(Items from a dataset)
+++

//! Transient values handed to middlewares, filters, and listeners.

use std::collections::BTreeSet;

use serde::Serialize;

use crate::error::OutboxResult;
use crate::record::OutboxRecord;

/// An event on its way into the outbox. `before_emit` middlewares may
/// transform it before the record is built; persistence always stores the
/// erased JSON form.
#[derive(Debug, Clone)]
pub struct EmittedEvent {
    pub name: String,
    pub payload: serde_json::Value,
}

impl EmittedEvent {
    /// Erase a typed payload to its JSON form.
    pub fn new(name: impl Into<String>, payload: &impl Serialize) -> OutboxResult<Self> {
        Ok(Self {
            name: name.into(),
            payload: serde_json::to_value(payload)?,
        })
    }

    pub fn from_value(name: impl Into<String>, payload: serde_json::Value) -> Self {
        Self {
            name: name.into(),
            payload,
        }
    }
}

/// Per-listener invocation context. Built by the processor, passed to
/// pipeline hooks and exception filters; never persisted.
#[derive(Debug, Clone)]
pub struct OutboxEventContext {
    pub event_name: String,
    pub event_payload: serde_json::Value,
    pub event_id: i64,
    pub listener_name: String,
}

/// Delivered once per record that transitioned to `Failed` during a claim
/// cycle.
#[derive(Debug, Clone)]
pub struct DeadLetterContext {
    pub event_name: String,
    pub event_payload: serde_json::Value,
    pub event_id: i64,
    pub retry_count: u32,
    pub delivered_to_listeners: BTreeSet<String>,
}

impl DeadLetterContext {
    pub fn from_record(record: &OutboxRecord) -> Self {
        Self {
            event_name: record.event_name.clone(),
            event_payload: record.event_payload.clone(),
            event_id: record.id,
            retry_count: record.retry_count,
            delivered_to_listeners: record.delivered_to_listeners.clone(),
        }
    }
}

#[cfg(test)]
mod tests {
    use super::*;
    use serde_json::json;

    #[derive(Serialize)]
    struct OrderCreated {
        order_id: u64,
    }

    #[test]
    fn typed_payload_erases_to_json() {
        let event = EmittedEvent::new("order.created", &OrderCreated { order_id: 7 }).unwrap();
        assert_eq!(event.name, "order.created");
        assert_eq!(event.payload, json!({"order_id": 7}));
    }

    #[test]
    fn dead_letter_context_captures_delivery_state() {
        let mut record = OutboxRecord::new("order.created", json!({}), 1, 1, 0);
        record.id = 42;
        record.retry_count = 3;
        record.delivered_to_listeners.insert("audit".to_string());

        let ctx = DeadLetterContext::from_record(&record);
        assert_eq!(ctx.event_id, 42);
        assert_eq!(ctx.retry_count, 3);
        assert!(ctx.delivered_to_listeners.contains("audit"));
    }
}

+++

Every line of the entries above that holds "filters" should be copied out.

//! Transient values handed to middlewares, filters, and listeners.
/// pipeline hooks and exception filters; never persisted.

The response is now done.